## Exercise instructions:
Transcribe exactly the span of lines that begins the records and ends with the line holding "else if self.workers", both boundary lines included.
== Given data ==
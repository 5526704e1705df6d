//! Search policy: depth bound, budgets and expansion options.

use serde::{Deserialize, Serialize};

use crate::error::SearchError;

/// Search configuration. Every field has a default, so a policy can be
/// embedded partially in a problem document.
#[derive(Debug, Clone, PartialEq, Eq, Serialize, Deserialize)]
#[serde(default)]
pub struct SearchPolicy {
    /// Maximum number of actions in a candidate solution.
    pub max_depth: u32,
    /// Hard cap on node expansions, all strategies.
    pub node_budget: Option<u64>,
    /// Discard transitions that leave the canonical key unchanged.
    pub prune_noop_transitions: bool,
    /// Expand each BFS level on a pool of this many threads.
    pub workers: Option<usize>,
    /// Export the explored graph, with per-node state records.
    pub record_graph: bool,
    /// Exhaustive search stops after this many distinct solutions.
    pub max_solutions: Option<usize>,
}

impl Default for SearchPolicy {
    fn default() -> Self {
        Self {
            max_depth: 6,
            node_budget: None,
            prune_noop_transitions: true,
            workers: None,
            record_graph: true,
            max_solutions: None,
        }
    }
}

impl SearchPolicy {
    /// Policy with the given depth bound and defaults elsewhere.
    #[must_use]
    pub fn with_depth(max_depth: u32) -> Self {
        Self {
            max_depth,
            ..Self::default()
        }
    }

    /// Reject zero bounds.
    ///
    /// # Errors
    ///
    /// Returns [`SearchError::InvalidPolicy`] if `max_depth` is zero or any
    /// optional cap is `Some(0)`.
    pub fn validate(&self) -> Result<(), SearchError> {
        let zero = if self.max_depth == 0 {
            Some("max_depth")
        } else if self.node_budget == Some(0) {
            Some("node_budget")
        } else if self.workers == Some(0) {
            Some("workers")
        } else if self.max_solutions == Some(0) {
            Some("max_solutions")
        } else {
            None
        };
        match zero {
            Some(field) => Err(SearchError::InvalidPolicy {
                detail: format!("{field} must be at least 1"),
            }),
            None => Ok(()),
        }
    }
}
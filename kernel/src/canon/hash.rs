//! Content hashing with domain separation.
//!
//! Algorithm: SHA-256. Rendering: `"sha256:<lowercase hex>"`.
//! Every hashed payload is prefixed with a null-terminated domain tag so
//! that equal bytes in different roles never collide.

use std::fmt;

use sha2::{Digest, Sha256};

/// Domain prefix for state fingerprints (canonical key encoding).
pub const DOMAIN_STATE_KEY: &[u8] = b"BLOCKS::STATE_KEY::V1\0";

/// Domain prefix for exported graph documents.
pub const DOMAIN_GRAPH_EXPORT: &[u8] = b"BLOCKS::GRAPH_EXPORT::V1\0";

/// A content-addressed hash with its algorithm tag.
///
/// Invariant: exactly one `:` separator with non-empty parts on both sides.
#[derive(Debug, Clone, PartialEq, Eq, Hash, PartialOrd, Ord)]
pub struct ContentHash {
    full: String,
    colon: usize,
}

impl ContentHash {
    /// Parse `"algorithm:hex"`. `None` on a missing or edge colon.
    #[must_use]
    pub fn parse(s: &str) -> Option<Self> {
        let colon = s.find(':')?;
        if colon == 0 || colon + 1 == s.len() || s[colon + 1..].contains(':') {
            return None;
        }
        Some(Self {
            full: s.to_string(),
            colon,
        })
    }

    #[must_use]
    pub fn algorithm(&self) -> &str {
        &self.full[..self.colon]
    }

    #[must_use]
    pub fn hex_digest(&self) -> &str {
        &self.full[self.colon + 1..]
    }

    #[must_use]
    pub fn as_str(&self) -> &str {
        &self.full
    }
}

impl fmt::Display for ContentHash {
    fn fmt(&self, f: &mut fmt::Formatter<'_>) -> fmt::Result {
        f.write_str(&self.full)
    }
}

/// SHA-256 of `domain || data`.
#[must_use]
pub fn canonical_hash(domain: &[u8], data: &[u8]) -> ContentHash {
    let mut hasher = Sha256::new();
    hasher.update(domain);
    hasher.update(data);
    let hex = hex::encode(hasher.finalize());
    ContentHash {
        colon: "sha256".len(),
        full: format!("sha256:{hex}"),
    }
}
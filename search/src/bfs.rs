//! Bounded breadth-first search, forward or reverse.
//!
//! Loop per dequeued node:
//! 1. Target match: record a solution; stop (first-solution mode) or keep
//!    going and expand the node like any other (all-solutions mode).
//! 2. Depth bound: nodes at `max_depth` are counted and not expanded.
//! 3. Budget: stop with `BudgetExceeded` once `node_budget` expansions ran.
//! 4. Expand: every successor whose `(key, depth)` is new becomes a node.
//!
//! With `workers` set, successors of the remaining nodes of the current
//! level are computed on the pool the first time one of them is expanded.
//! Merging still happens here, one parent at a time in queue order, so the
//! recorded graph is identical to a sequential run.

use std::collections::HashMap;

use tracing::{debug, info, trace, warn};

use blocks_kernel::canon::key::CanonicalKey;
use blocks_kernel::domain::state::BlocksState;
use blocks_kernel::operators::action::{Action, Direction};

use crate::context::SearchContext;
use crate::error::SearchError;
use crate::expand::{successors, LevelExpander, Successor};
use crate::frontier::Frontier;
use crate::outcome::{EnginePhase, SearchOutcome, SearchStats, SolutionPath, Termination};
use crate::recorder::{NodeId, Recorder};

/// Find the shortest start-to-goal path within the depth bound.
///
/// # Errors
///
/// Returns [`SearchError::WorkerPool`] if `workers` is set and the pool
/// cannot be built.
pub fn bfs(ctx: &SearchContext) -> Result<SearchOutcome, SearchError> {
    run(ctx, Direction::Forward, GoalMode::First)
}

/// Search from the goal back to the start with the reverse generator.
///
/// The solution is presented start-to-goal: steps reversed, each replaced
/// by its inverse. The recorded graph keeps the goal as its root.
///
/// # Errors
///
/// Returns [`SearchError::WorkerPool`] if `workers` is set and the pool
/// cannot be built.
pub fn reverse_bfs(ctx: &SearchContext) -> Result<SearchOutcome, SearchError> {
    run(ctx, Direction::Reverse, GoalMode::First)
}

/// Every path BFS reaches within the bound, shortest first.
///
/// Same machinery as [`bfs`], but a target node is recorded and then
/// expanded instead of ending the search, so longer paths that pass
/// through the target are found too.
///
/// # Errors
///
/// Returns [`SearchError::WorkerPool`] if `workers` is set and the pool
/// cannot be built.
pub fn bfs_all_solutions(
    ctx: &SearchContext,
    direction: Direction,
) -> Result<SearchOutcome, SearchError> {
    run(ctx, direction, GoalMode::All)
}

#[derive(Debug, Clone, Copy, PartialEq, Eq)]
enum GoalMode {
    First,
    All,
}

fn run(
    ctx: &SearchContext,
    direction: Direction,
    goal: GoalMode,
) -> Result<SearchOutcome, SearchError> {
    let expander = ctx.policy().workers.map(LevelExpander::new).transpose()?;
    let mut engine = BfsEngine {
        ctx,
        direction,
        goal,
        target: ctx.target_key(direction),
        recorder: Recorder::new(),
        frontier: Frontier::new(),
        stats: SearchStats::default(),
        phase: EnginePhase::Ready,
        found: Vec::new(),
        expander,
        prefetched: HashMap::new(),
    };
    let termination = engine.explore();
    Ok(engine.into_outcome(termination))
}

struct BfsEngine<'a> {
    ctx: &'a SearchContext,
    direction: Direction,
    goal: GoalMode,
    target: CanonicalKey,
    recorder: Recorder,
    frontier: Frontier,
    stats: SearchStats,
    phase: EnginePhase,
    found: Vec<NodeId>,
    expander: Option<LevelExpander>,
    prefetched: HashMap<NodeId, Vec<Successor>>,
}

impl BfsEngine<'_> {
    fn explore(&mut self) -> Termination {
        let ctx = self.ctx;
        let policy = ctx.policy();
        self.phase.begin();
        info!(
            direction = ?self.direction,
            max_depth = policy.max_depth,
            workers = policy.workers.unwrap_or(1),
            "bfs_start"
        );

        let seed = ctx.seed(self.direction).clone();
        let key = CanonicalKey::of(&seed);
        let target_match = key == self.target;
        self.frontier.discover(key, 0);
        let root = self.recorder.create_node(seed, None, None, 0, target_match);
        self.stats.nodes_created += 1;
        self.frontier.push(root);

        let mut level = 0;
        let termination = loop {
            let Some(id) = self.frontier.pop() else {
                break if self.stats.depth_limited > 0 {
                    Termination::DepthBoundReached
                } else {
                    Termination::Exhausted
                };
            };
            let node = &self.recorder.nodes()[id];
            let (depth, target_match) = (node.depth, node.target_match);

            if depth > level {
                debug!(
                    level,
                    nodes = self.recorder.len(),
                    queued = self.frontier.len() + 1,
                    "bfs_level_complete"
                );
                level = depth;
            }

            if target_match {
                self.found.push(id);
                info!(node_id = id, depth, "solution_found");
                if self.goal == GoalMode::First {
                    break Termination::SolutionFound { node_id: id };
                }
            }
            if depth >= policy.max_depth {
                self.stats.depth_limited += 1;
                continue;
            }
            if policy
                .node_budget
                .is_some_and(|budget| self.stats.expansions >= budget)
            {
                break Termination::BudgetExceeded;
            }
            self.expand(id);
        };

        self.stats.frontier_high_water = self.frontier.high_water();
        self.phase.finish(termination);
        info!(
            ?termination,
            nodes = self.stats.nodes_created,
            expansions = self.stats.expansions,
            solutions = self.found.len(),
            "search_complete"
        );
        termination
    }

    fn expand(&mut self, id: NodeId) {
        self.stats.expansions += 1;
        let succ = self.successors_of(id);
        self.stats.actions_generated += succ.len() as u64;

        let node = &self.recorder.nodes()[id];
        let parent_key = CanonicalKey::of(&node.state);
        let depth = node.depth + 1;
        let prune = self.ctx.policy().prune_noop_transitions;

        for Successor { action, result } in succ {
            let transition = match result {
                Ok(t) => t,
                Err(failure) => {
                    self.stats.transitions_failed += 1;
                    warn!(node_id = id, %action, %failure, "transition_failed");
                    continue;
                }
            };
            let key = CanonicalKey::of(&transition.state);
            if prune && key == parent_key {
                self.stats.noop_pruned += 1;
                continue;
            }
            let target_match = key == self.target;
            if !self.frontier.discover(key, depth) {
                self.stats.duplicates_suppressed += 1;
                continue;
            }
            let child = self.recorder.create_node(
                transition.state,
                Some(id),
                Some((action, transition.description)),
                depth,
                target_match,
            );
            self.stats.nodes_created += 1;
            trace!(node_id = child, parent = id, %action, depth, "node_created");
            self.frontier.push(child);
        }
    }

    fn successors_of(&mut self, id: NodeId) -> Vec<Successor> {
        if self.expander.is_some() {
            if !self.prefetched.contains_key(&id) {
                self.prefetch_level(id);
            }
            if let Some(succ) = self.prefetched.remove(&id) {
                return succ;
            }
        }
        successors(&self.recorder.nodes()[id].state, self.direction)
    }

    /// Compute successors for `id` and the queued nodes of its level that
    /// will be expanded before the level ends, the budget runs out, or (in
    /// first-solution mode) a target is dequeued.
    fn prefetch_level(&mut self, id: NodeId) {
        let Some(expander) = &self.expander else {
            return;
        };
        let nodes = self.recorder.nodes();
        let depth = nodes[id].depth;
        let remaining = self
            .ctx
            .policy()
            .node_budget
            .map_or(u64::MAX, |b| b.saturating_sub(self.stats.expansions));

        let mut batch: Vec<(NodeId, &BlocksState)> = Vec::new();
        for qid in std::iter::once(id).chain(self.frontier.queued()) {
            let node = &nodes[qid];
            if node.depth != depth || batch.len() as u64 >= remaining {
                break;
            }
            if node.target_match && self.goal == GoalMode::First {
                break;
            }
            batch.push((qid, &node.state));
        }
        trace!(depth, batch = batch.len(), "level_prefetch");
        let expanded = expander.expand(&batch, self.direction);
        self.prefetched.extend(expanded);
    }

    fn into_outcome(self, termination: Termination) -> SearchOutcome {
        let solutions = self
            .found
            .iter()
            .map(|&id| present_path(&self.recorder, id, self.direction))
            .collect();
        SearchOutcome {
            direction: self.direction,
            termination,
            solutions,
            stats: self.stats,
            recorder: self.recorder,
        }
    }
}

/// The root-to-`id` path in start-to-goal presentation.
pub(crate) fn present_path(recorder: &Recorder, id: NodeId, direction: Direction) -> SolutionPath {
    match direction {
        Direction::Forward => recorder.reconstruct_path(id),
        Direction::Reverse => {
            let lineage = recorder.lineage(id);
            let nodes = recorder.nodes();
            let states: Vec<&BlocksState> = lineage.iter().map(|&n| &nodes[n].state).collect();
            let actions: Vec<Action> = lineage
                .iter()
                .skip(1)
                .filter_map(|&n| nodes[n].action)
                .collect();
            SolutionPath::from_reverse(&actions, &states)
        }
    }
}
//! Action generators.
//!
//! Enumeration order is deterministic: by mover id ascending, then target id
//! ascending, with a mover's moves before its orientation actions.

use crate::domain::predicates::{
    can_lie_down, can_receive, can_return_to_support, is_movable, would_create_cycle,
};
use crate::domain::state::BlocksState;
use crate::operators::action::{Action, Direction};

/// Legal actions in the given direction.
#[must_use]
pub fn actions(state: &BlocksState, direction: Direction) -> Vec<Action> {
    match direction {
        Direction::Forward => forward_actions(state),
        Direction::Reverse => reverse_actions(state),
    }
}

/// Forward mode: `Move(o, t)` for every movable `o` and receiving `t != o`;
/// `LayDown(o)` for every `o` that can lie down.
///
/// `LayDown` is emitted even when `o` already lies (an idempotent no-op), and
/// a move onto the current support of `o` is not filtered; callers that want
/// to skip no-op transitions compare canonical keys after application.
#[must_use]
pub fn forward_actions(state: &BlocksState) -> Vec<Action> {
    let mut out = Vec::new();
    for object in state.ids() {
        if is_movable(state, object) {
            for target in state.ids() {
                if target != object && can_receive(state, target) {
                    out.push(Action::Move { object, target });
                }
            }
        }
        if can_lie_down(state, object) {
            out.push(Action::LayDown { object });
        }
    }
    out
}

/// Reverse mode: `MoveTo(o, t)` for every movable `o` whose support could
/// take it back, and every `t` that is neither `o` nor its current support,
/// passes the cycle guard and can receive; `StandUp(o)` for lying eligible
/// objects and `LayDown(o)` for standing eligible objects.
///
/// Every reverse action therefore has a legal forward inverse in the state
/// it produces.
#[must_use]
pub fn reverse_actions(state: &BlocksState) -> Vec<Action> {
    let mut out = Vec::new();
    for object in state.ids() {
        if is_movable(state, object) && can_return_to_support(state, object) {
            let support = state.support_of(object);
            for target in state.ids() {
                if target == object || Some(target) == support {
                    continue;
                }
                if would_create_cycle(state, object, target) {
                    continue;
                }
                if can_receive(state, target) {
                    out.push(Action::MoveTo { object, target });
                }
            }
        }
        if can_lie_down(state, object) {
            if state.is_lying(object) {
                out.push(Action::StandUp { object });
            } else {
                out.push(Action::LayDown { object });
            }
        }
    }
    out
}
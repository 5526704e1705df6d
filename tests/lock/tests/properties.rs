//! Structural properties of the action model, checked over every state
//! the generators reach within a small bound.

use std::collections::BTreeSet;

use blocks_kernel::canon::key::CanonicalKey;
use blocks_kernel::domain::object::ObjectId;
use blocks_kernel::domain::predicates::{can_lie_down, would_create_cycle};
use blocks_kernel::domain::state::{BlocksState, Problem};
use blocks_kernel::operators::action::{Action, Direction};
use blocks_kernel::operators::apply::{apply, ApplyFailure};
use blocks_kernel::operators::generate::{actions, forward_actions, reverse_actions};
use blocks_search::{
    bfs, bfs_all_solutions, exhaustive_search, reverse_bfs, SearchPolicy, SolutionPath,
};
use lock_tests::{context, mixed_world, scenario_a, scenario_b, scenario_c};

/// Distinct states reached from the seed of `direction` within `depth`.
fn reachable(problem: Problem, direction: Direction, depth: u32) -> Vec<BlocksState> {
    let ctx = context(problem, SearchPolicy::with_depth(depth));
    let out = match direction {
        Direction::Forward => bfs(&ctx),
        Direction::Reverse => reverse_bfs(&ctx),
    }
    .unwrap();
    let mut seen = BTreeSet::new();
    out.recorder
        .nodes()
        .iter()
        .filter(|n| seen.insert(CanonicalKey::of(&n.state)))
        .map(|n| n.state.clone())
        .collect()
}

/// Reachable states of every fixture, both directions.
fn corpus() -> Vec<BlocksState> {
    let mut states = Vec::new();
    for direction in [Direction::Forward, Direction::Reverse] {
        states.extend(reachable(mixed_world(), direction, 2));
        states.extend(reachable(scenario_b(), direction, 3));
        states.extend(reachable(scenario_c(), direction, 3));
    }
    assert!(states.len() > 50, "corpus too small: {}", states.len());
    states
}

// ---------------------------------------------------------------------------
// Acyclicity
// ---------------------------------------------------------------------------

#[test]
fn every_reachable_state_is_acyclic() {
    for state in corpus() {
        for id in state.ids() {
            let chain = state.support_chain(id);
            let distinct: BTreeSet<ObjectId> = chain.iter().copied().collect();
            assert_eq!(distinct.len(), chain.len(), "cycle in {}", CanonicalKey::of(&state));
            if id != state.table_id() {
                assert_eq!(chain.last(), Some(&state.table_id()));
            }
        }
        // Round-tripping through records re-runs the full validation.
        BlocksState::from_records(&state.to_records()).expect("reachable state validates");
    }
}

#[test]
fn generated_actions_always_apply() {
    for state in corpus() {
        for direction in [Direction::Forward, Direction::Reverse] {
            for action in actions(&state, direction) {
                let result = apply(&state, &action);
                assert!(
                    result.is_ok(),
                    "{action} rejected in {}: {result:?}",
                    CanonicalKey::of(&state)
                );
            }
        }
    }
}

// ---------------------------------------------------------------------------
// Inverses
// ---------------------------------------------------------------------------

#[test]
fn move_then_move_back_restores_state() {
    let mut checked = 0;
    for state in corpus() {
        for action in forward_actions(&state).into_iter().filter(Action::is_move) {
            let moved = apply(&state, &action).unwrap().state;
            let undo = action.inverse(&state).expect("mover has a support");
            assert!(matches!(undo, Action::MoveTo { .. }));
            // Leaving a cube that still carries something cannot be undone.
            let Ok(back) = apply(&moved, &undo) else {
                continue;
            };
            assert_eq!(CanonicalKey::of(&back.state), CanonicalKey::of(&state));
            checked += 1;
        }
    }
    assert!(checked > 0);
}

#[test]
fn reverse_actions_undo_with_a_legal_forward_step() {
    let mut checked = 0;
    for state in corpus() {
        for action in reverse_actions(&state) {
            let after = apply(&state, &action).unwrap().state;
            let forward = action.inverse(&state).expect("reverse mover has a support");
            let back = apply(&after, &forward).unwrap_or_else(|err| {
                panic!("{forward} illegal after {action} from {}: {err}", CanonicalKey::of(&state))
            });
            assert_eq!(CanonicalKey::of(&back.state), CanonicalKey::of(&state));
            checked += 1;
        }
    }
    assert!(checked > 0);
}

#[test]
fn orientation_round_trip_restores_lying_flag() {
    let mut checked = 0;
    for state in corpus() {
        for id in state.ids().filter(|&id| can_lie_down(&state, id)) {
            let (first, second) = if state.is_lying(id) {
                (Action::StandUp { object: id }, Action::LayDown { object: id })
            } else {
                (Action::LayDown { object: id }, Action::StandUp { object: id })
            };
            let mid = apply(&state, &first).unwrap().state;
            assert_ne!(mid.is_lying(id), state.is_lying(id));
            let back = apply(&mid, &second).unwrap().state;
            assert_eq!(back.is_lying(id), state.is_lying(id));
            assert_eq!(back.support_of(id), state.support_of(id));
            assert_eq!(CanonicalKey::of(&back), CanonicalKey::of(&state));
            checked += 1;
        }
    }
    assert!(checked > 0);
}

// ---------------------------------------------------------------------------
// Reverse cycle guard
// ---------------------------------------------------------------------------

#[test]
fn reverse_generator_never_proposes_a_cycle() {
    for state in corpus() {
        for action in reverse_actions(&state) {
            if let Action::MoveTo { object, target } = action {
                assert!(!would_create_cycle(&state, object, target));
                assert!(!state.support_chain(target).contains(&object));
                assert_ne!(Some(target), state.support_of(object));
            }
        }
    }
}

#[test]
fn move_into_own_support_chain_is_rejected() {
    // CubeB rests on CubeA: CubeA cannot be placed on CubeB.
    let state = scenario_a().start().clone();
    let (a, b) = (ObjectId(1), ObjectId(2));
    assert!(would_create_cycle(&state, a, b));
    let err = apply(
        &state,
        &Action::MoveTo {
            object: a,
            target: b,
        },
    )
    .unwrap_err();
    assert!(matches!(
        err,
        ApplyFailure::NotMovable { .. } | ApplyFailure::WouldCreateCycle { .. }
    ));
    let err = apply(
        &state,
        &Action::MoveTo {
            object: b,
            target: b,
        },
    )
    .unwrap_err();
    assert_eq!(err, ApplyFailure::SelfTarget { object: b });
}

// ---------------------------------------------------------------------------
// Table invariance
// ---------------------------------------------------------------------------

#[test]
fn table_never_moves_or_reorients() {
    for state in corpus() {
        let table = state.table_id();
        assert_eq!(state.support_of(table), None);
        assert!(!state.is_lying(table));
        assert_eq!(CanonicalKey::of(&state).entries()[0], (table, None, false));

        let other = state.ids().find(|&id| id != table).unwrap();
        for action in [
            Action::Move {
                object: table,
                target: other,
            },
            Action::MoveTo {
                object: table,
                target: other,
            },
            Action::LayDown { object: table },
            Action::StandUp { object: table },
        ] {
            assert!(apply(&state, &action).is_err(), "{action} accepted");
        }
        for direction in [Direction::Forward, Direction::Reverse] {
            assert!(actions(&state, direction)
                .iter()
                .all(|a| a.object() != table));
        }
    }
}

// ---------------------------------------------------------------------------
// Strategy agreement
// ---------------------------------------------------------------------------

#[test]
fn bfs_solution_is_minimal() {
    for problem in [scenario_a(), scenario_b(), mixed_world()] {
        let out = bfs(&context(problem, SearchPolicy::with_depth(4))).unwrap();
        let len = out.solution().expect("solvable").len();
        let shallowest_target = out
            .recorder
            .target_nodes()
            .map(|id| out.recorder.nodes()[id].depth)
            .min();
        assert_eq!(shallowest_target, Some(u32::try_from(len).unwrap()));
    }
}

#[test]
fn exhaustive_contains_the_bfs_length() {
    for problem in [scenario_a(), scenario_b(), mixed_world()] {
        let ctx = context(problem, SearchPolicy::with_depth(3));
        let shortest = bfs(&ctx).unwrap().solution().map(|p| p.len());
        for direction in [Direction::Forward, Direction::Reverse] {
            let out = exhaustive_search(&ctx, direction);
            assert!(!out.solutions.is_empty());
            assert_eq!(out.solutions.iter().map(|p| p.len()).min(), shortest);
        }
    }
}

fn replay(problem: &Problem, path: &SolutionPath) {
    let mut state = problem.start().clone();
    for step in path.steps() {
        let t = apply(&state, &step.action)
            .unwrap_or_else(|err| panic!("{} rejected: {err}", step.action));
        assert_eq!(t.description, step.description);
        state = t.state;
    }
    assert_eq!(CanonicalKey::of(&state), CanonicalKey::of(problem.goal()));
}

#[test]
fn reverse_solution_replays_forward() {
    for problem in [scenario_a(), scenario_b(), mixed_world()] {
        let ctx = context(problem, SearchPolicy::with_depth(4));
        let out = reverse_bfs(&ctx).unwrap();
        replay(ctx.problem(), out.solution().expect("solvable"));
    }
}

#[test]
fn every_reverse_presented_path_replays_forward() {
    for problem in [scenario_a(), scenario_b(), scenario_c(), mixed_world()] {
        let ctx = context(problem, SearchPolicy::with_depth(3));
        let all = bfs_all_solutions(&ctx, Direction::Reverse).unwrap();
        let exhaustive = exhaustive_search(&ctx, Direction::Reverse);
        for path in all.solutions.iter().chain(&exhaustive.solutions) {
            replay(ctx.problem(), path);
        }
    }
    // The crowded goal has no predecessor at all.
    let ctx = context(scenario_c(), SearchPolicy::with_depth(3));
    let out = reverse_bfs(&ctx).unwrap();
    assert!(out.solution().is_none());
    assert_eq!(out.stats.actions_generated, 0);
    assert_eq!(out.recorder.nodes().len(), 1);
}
===
## Result below:
repository 5526704e1705df6d
//! Search policy: depth bound, budgets and expansion options.

use serde::{Deserialize, Serialize};

use crate::error::SearchError;

/// Search configuration. Every field has a default, so a policy can be
/// embedded partially in a problem document.
#[derive(Debug, Clone, PartialEq, Eq, Serialize, Deserialize)]
#[serde(default)]
pub struct SearchPolicy {
    /// Maximum number of actions in a candidate solution.
    pub max_depth: u32,
    /// Hard cap on node expansions, all strategies.
    pub node_budget: Option<u64>,
    /// Discard transitions that leave the canonical key unchanged.
    pub prune_noop_transitions: bool,
    /// Expand each BFS level on a pool of this many threads.
    pub workers: Option<usize>,
    /// Export the explored graph, with per-node state records.
    pub record_graph: bool,
    /// Exhaustive search stops after this many distinct solutions.
    pub max_solutions: Option<usize>,
}

impl Default for SearchPolicy {
    fn default() -> Self {
        Self {
            max_depth: 6,
            node_budget: None,
            prune_noop_transitions: true,
            workers: None,
            record_graph: true,
            max_solutions: None,
        }
    }
}

impl SearchPolicy {
    /// Policy with the given depth bound and defaults elsewhere.
    #[must_use]
    pub fn with_depth(max_depth: u32) -> Self {
        Self {
            max_depth,
            ..Self::default()
        }
    }

    /// Reject zero bounds.
    ///
    /// # Errors
    ///
    /// Returns [`SearchError::InvalidPolicy`] if `max_depth` is zero or any
    /// optional cap is `Some(0)`.
    pub fn validate(&self) -> Result<(), SearchError> {
        let zero = if self.max_depth == 0 {
            Some("max_depth")
        } else if self.node_budget == Some(0) {
            Some("node_budget")
        } else if self.workers == Some(0) {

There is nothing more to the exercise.